PROBLEM REQUIREMENTS: Your task is to copy every line of the entries that contains "defaults".
[DATA TO PROCESS Boundary: Start]
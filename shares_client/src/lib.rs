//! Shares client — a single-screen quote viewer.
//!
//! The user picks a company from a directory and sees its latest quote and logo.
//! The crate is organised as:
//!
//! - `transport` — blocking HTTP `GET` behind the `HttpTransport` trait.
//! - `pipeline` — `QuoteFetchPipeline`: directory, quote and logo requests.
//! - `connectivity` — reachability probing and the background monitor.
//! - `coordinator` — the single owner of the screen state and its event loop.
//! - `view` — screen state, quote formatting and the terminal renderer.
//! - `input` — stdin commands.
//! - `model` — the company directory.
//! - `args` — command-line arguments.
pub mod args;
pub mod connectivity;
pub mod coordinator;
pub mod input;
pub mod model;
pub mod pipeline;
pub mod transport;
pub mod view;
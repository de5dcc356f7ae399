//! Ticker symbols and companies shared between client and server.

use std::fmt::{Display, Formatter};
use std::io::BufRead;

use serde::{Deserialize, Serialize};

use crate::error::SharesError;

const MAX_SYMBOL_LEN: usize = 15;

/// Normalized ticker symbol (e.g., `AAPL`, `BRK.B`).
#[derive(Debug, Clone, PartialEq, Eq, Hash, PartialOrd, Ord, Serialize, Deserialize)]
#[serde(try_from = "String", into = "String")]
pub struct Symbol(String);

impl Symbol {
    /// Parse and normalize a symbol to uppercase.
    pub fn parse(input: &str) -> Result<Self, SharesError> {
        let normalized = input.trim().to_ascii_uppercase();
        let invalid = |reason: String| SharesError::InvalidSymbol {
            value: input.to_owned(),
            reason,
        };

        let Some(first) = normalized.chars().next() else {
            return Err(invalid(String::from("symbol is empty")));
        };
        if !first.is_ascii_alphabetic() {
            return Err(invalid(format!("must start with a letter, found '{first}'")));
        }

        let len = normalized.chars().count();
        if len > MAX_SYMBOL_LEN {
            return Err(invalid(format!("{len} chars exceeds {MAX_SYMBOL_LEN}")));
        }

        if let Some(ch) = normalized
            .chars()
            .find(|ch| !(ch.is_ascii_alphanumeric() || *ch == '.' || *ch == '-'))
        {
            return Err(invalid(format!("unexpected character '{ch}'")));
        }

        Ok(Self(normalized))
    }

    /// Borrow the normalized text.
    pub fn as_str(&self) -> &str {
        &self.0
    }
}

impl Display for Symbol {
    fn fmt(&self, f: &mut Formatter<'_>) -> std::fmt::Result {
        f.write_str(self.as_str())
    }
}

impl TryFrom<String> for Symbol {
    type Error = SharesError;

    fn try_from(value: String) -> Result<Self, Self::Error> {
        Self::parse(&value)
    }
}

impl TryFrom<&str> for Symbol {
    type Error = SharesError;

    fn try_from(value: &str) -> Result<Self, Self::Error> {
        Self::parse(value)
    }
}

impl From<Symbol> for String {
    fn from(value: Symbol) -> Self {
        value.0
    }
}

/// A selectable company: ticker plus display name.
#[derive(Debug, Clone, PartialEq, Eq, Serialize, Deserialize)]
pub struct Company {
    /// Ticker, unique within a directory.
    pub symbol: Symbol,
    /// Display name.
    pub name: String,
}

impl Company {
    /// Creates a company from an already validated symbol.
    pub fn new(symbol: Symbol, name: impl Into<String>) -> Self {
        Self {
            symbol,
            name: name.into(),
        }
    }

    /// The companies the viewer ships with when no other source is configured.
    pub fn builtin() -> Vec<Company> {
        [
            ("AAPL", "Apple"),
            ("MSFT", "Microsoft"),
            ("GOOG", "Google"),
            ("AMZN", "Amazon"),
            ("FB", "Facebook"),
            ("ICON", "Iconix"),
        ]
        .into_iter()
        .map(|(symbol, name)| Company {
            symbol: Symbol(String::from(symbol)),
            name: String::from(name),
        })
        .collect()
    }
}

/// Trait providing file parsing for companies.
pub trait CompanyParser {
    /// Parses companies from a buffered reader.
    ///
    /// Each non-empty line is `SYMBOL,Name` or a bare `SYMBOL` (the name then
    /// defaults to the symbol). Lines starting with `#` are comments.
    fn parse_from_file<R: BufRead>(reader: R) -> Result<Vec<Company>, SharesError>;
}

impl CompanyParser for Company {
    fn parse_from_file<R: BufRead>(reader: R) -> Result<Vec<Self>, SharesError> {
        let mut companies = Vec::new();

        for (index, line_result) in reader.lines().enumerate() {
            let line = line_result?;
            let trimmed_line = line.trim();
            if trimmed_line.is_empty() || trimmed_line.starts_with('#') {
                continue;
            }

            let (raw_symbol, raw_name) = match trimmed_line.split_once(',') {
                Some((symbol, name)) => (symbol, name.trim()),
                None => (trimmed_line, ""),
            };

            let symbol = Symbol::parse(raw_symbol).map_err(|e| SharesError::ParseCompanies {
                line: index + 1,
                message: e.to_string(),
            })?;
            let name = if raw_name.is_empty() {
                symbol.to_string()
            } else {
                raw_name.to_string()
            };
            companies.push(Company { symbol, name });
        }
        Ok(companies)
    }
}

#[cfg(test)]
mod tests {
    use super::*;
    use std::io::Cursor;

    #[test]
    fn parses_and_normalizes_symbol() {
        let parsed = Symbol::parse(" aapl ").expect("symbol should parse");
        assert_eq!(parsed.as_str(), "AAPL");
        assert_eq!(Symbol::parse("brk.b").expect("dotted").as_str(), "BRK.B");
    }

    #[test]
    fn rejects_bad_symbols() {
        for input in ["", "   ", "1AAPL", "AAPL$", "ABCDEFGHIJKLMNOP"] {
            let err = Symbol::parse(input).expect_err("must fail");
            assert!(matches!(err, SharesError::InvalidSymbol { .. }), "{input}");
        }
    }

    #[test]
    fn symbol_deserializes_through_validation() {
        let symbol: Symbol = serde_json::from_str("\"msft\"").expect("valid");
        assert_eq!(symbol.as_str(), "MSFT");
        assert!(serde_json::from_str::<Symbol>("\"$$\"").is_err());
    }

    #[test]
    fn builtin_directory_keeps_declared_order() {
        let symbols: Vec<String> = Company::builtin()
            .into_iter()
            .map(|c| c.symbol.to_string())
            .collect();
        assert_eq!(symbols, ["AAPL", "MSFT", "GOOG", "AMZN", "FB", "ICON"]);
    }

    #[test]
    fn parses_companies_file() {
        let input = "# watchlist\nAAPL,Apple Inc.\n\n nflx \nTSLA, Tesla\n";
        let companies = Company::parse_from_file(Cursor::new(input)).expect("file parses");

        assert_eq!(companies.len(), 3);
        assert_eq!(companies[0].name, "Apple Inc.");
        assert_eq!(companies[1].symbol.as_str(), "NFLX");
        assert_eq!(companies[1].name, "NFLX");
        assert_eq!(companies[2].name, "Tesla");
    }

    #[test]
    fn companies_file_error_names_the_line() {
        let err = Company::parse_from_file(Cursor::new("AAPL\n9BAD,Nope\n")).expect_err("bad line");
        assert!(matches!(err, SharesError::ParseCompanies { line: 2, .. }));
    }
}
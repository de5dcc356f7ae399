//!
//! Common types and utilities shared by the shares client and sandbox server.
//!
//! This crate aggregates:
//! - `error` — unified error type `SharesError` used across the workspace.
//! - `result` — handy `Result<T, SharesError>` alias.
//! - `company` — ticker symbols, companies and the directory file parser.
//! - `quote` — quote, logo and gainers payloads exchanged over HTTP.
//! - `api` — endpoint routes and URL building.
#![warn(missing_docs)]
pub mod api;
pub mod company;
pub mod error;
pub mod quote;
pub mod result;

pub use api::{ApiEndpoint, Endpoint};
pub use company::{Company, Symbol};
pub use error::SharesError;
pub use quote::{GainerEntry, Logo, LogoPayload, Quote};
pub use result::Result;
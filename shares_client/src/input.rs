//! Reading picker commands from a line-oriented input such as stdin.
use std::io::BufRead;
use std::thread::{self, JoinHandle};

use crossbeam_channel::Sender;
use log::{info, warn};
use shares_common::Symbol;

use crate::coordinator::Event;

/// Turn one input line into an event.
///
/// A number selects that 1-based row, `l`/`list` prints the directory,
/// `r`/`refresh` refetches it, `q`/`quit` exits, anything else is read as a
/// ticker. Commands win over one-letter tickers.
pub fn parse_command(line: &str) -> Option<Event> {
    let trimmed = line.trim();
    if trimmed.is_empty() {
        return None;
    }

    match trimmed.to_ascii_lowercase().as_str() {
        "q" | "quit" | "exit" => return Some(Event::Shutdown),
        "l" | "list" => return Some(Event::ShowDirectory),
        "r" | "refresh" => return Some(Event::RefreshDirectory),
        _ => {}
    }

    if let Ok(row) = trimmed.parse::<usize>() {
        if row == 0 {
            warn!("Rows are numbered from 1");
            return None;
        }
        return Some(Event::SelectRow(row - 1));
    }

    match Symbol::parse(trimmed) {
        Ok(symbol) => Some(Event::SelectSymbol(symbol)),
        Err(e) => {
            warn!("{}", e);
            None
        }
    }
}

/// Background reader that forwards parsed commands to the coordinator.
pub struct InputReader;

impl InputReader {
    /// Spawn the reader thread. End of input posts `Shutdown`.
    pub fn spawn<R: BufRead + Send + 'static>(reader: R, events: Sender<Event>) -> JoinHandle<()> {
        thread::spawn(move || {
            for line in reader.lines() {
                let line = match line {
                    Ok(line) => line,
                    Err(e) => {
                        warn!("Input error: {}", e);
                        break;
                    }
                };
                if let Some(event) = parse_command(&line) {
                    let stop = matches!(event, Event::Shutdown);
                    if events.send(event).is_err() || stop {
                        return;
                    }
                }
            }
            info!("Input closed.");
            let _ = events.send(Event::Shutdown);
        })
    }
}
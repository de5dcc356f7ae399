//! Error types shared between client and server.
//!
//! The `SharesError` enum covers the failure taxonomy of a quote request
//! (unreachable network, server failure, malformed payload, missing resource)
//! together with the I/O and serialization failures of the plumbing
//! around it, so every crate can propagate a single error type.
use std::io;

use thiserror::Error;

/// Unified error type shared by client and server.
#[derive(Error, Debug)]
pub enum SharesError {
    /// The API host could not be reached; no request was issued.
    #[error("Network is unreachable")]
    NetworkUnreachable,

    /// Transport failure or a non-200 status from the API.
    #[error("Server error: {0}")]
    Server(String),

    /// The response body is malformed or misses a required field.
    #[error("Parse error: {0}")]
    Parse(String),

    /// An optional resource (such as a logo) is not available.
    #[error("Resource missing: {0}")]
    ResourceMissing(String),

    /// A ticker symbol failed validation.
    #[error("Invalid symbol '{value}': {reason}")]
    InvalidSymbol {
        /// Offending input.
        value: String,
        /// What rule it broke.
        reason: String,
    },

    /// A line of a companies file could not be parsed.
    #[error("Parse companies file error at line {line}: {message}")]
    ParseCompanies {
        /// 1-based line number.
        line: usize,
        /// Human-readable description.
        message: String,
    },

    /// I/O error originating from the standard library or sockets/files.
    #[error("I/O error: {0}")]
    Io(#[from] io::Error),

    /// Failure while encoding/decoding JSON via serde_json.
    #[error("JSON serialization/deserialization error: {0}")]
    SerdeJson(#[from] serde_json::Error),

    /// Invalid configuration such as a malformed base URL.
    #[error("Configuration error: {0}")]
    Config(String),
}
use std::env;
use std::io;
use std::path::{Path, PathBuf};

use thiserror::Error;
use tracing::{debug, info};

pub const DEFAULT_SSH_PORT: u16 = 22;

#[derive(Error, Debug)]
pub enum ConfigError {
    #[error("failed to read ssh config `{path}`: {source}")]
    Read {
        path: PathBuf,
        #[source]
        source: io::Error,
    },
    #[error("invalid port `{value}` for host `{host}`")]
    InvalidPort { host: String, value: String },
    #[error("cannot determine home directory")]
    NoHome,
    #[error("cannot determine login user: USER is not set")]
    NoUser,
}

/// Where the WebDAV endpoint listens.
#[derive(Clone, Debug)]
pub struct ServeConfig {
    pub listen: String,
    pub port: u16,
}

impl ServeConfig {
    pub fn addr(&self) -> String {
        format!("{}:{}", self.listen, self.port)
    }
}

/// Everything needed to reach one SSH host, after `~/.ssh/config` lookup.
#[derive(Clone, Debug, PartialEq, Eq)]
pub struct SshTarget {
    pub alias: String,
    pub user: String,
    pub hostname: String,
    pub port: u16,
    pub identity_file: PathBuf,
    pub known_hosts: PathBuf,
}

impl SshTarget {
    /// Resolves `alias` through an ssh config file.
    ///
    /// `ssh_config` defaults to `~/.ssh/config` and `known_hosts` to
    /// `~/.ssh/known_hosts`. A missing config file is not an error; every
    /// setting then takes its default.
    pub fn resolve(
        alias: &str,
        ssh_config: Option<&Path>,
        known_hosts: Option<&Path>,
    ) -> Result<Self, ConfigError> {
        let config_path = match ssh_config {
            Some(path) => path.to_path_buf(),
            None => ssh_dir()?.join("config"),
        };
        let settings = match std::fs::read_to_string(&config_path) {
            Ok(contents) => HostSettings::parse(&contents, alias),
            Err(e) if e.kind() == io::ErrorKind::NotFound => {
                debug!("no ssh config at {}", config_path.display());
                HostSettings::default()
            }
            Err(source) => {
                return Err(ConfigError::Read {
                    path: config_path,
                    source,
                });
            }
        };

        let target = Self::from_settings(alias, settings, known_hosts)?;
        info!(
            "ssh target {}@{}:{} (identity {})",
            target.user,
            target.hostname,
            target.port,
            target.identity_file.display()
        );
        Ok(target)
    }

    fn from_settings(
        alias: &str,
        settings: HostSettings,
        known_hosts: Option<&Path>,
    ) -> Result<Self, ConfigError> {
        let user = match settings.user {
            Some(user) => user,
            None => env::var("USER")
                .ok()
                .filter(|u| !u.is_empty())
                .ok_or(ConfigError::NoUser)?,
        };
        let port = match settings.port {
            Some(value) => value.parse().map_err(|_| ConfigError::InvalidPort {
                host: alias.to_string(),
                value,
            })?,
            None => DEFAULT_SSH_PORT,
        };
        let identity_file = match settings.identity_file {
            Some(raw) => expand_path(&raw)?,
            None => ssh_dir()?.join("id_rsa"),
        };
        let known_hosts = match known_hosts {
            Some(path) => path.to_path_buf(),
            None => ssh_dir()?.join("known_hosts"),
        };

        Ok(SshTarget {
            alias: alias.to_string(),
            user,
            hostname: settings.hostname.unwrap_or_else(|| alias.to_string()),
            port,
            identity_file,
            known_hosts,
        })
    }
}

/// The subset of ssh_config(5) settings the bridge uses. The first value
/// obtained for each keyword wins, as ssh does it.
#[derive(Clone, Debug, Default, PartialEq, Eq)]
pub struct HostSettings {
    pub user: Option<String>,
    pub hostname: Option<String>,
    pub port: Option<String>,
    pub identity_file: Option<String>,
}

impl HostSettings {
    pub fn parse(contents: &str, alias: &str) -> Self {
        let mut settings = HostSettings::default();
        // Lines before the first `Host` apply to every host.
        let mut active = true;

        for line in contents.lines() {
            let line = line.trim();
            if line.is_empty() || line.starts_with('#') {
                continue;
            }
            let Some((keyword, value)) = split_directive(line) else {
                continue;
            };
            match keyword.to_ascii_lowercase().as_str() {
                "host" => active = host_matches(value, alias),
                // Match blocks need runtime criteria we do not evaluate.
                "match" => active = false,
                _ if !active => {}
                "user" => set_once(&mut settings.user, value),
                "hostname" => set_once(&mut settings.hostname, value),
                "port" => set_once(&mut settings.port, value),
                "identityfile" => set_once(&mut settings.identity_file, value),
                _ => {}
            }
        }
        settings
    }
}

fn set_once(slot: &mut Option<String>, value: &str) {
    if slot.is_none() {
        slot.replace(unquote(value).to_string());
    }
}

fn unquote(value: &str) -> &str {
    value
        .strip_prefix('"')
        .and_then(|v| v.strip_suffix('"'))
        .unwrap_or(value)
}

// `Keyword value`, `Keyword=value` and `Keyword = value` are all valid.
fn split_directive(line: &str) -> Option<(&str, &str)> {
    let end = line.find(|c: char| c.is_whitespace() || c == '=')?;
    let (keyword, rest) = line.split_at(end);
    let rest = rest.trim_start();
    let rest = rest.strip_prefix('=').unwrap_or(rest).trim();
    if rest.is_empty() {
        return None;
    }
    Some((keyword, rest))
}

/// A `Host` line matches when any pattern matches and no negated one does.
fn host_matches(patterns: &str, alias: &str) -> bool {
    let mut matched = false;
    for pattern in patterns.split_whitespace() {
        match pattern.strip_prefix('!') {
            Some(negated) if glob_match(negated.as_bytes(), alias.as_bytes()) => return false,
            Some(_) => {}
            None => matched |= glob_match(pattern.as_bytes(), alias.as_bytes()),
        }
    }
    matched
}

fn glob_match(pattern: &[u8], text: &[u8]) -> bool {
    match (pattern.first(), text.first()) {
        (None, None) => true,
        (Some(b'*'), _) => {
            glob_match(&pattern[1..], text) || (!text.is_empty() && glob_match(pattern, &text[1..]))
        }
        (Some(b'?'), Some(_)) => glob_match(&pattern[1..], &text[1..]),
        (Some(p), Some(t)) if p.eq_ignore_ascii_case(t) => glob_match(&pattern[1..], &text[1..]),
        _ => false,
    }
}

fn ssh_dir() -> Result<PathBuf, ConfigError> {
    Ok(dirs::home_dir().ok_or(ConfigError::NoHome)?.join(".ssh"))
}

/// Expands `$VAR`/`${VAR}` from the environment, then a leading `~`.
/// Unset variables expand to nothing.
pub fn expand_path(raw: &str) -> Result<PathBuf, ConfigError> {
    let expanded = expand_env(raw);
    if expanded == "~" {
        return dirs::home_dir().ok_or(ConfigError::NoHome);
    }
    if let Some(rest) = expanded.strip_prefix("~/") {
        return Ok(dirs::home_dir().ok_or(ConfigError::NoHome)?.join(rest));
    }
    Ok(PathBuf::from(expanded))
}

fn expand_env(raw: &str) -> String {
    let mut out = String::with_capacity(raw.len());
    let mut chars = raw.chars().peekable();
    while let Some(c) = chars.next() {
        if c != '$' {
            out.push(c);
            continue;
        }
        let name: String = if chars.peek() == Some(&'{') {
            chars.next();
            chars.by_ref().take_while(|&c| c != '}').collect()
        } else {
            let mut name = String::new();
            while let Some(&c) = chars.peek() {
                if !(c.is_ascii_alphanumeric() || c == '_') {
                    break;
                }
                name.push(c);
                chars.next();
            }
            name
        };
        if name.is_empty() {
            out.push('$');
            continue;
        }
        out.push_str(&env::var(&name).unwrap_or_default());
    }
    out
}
[DATA TO PROCESS Boundary: End]
ANSWER SPACE:
    /// defaults to the symbol). Lines starting with `#` are comments.
    /// `ssh_config` defaults to `~/.ssh/config` and `known_hosts` to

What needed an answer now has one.